_What needs to be done_
Go through the records and copy each line where the word "Serialize" occurs.

_Data in this exercise_
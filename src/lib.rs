pub mod analyzer;
pub mod config;
pub mod connection;
pub mod monitor;
pub mod notify;
pub mod publisher;
pub mod retry;
pub mod storage;
pub mod transport;

/// Common types used across modules
pub mod types {
    use chrono::{DateTime, Utc};
    use serde::Serialize;

    /// Timestamp layout used in alert text and persisted rows
    pub const TIMESTAMP_FORMAT: &str = "%Y-%m-%d %H:%M:%S";

    /// A single sensor measurement decoded from an inbound message
    #[derive(Debug, Clone, PartialEq, Serialize)]
    pub struct SensorReading {
        pub sensor_name: String,
        pub value: f64,
        pub timestamp: DateTime<Utc>,
    }

    impl SensorReading {
        pub fn new(sensor_name: impl Into<String>, value: f64, timestamp: DateTime<Utc>) -> Self {
            Self {
                sensor_name: sensor_name.into(),
                value,
                timestamp,
            }
        }
    }

    /// Which drift rule produced an alert
    #[derive(Debug, Clone, Copy, PartialEq, Eq, Hash, Serialize)]
    pub enum AlertKind {
        Drift,
        RateOfChange,
    }

    /// An alert raised by the drift detector. Never mutated once built.
    #[derive(Debug, Clone, Serialize)]
    pub struct Alert {
        pub timestamp: DateTime<Utc>,
        pub sensor: String,
        pub kind: AlertKind,
        pub value: f64,
        pub message: String,
    }

    impl Alert {
        /// Timestamp rendered the way it is persisted
        pub fn timestamp_text(&self) -> String {
            self.timestamp.format(TIMESTAMP_FORMAT).to_string()
        }
    }

    impl std::fmt::Display for AlertKind {
        fn fmt(&self, f: &mut std::fmt::Formatter<'_>) -> std::fmt::Result {
            match self {
                AlertKind::Drift => write!(f, "drift"),
                AlertKind::RateOfChange => write!(f, "rate_of_change"),
            }
        }
    }

    impl std::fmt::Display for Alert {
        fn fmt(&self, f: &mut std::fmt::Formatter<'_>) -> std::fmt::Result {
            f.write_str(&self.message)
        }
    }
}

_Output_
    use serde::Serialize;
    #[derive(Debug, Clone, PartialEq, Serialize)]
    #[derive(Debug, Clone, Copy, PartialEq, Eq, Hash, Serialize)]
    #[derive(Debug, Clone, Serialize)]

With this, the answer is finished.